DESCRIPTION OF THE TASK
Where does the word "PulseOp" appear in the entries below? Copy each line that holds it.

GIVEN DATA
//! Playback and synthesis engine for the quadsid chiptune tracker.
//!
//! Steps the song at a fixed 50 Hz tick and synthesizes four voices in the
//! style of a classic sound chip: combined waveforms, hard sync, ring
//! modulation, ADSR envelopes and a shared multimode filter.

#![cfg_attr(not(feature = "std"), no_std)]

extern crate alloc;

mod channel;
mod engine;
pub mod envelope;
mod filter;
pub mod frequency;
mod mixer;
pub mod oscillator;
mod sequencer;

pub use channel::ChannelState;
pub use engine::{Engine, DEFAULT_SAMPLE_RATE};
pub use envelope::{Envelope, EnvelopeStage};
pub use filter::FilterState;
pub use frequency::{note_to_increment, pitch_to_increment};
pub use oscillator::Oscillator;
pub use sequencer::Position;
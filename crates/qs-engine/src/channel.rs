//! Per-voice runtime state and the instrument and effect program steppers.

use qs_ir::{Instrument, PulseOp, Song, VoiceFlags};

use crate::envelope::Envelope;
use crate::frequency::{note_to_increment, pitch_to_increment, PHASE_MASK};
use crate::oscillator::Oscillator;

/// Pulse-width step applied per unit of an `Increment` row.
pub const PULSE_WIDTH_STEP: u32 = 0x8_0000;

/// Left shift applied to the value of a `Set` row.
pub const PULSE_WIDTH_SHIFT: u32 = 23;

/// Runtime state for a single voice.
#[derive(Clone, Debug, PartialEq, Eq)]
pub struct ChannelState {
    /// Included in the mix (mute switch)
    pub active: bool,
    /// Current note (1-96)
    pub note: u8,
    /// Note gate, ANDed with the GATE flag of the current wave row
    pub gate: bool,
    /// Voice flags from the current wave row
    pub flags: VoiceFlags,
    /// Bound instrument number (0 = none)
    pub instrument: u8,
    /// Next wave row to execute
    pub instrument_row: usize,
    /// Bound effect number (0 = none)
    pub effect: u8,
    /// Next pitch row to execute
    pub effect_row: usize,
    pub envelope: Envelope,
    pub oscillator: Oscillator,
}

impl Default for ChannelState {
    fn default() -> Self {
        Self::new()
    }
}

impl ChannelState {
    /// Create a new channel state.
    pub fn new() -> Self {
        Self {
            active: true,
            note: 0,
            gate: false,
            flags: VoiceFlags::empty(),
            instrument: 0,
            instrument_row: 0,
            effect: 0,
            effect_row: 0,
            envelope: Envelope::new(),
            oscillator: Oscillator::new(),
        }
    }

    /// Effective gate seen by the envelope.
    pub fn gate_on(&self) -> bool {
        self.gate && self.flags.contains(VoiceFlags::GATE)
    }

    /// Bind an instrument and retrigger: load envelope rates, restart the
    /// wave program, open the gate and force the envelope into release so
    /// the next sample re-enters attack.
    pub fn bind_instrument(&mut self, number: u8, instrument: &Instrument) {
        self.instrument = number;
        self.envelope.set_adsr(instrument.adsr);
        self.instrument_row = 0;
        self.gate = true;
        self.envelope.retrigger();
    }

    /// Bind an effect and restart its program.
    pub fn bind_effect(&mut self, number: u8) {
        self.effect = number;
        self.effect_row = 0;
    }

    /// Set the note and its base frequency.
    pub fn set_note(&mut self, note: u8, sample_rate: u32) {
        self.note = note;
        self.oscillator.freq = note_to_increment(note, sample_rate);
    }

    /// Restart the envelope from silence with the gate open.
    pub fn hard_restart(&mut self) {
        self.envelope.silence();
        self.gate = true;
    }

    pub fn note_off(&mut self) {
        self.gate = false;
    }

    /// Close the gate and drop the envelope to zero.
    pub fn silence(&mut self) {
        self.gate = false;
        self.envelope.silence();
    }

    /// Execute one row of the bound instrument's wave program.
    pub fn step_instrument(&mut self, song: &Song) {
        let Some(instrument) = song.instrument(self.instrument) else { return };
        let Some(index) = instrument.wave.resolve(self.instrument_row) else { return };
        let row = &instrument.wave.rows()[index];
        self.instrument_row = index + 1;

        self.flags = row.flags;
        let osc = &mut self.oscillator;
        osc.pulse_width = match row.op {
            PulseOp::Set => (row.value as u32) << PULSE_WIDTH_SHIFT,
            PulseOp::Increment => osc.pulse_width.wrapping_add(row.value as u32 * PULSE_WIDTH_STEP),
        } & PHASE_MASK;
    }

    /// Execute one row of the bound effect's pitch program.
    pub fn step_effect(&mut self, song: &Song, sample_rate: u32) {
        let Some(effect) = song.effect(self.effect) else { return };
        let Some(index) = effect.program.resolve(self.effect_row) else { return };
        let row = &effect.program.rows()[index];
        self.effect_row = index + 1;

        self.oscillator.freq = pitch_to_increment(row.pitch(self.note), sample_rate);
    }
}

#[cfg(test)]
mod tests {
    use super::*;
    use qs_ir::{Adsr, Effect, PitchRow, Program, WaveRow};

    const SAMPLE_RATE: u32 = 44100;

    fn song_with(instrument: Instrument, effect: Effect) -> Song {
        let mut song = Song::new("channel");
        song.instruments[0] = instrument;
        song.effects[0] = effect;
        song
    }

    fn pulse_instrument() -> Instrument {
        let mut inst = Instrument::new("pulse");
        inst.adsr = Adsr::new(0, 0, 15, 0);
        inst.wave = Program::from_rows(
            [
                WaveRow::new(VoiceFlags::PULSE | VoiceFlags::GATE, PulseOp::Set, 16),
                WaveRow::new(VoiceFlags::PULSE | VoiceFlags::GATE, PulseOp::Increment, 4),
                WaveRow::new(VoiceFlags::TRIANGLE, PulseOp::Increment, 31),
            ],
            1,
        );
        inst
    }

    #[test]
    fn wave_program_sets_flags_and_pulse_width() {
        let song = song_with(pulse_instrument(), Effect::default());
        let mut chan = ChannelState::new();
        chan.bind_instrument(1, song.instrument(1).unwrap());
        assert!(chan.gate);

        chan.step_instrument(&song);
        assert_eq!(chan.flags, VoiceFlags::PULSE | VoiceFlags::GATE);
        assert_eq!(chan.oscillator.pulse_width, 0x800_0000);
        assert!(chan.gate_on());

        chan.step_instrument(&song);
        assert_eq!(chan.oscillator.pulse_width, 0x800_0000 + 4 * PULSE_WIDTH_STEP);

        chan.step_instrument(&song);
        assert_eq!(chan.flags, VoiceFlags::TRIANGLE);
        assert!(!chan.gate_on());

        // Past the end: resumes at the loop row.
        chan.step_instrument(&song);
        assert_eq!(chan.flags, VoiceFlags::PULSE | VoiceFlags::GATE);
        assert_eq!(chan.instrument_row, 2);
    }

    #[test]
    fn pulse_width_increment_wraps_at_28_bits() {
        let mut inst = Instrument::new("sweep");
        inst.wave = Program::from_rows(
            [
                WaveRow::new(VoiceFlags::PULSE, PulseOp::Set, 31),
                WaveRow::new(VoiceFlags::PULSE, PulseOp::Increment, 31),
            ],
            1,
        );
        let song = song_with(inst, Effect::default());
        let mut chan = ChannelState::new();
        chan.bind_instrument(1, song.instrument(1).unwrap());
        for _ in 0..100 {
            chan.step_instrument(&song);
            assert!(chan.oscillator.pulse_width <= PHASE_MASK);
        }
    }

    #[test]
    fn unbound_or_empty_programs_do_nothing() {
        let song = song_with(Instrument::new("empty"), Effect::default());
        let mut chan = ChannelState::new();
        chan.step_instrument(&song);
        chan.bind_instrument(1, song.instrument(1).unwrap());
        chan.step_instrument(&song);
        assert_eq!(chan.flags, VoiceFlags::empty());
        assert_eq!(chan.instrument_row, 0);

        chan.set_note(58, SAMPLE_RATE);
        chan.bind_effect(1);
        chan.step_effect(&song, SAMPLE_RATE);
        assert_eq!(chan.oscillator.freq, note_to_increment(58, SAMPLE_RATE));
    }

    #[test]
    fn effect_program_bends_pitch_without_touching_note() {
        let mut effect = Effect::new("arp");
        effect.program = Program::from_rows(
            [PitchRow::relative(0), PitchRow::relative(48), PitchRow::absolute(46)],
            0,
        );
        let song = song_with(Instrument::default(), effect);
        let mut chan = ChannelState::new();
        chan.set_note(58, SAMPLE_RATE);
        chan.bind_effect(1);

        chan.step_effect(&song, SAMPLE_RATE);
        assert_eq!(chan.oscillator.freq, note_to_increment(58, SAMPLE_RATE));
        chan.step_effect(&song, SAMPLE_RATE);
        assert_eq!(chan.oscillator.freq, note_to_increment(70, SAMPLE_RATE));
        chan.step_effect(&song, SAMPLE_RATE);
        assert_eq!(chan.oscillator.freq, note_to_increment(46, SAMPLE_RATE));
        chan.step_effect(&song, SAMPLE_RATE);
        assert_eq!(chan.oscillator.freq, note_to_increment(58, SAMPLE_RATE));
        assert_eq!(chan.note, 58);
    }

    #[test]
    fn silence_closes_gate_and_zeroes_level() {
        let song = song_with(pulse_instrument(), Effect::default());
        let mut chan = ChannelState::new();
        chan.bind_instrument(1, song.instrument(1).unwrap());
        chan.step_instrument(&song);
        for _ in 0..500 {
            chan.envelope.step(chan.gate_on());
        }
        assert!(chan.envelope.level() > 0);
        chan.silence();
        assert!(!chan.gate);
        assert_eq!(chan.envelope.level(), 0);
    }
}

EXERCISE RESULT
use qs_ir::{Instrument, PulseOp, Song, VoiceFlags};
            PulseOp::Set => (row.value as u32) << PULSE_WIDTH_SHIFT,
            PulseOp::Increment => osc.pulse_width.wrapping_add(row.value as u32 * PULSE_WIDTH_STEP),
                WaveRow::new(VoiceFlags::PULSE | VoiceFlags::GATE, PulseOp::Set, 16),
                WaveRow::new(VoiceFlags::PULSE | VoiceFlags::GATE, PulseOp::Increment, 4),
                WaveRow::new(VoiceFlags::TRIANGLE, PulseOp::Increment, 31),
                WaveRow::new(VoiceFlags::PULSE, PulseOp::Set, 31),
                WaveRow::new(VoiceFlags::PULSE, PulseOp::Increment, 31),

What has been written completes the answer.